Records supplied:
········
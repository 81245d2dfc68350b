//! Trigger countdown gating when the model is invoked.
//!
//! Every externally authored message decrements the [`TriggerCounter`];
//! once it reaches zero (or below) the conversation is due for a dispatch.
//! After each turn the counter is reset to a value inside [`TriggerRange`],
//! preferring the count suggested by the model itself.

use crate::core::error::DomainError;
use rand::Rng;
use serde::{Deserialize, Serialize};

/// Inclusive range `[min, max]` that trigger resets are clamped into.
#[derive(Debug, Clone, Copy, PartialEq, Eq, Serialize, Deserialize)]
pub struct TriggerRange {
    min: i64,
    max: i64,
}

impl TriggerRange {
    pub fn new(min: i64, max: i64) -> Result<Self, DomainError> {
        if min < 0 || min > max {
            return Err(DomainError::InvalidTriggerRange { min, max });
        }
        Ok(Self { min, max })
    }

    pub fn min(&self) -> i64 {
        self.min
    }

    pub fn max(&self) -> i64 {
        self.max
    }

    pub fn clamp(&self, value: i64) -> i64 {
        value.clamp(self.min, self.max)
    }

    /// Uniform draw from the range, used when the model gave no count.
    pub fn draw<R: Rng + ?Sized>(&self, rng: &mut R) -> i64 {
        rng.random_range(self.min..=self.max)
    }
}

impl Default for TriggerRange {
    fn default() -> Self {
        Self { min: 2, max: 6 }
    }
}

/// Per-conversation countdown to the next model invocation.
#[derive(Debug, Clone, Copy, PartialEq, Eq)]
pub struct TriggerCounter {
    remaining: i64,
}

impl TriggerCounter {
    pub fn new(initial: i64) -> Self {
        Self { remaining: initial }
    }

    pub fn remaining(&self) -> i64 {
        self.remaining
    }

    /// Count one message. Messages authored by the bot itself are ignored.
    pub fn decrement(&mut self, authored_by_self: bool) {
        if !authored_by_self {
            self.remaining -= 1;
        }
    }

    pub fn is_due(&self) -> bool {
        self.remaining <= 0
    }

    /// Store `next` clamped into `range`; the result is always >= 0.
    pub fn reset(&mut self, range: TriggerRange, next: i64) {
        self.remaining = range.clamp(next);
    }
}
········
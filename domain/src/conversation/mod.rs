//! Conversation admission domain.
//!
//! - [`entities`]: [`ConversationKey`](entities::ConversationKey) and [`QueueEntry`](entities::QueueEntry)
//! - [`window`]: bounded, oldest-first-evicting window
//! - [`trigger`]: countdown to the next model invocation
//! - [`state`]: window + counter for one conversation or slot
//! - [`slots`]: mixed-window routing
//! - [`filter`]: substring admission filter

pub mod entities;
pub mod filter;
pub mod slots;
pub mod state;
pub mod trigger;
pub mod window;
········
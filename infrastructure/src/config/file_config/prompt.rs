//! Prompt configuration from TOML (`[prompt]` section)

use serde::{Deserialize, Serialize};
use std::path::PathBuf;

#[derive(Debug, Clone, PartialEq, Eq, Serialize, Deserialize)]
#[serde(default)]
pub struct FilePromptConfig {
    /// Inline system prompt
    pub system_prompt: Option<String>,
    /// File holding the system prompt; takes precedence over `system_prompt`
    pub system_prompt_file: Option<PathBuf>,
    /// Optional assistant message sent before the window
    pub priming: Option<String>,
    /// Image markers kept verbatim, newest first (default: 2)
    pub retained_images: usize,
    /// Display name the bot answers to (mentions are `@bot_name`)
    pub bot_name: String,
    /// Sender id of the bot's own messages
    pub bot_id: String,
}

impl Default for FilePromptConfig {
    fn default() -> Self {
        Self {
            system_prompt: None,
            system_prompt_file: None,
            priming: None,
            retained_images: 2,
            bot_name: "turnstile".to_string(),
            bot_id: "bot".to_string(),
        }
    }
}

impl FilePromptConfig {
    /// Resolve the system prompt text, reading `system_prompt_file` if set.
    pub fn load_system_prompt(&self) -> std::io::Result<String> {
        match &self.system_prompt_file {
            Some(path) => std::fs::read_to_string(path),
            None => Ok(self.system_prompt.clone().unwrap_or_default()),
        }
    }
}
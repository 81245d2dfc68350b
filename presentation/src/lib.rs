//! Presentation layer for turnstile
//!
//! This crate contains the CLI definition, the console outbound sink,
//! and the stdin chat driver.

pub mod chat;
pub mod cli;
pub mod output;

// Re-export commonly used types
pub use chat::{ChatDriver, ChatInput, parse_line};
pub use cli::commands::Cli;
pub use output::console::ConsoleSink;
········
How to complete this task: Above are the records; print exactly the lines from the line with "first (default: 2)" to the line with "pub use output::console::ConsoleSink;", including both, and nothing else.

Written solution:
    /// Image markers kept verbatim, newest first (default: 2)
    pub retained_images: usize,
    /// Display name the bot answers to (mentions are `@bot_name`)
    pub bot_name: String,
    /// Sender id of the bot's own messages
    pub bot_id: String,
}

impl Default for FilePromptConfig {
    fn default() -> Self {
        Self {
            system_prompt: None,
            system_prompt_file: None,
            priming: None,
            retained_images: 2,
            bot_name: "turnstile".to_string(),
            bot_id: "bot".to_string(),
        }
    }
}

impl FilePromptConfig {
    /// Resolve the system prompt text, reading `system_prompt_file` if set.
    pub fn load_system_prompt(&self) -> std::io::Result<String> {
        match &self.system_prompt_file {
            Some(path) => std::fs::read_to_string(path),
            None => Ok(self.system_prompt.clone().unwrap_or_default()),
        }
    }
}
repository 81245d2dfc68350b
filename presentation/src/lib.rs
//! Presentation layer for turnstile
//!
//! This crate contains the CLI definition, the console outbound sink,
//! and the stdin chat driver.

pub mod chat;
pub mod cli;
pub mod output;

// Re-export commonly used types
pub use chat::{ChatDriver, ChatInput, parse_line};
pub use cli::commands::Cli;
pub use output::console::ConsoleSink;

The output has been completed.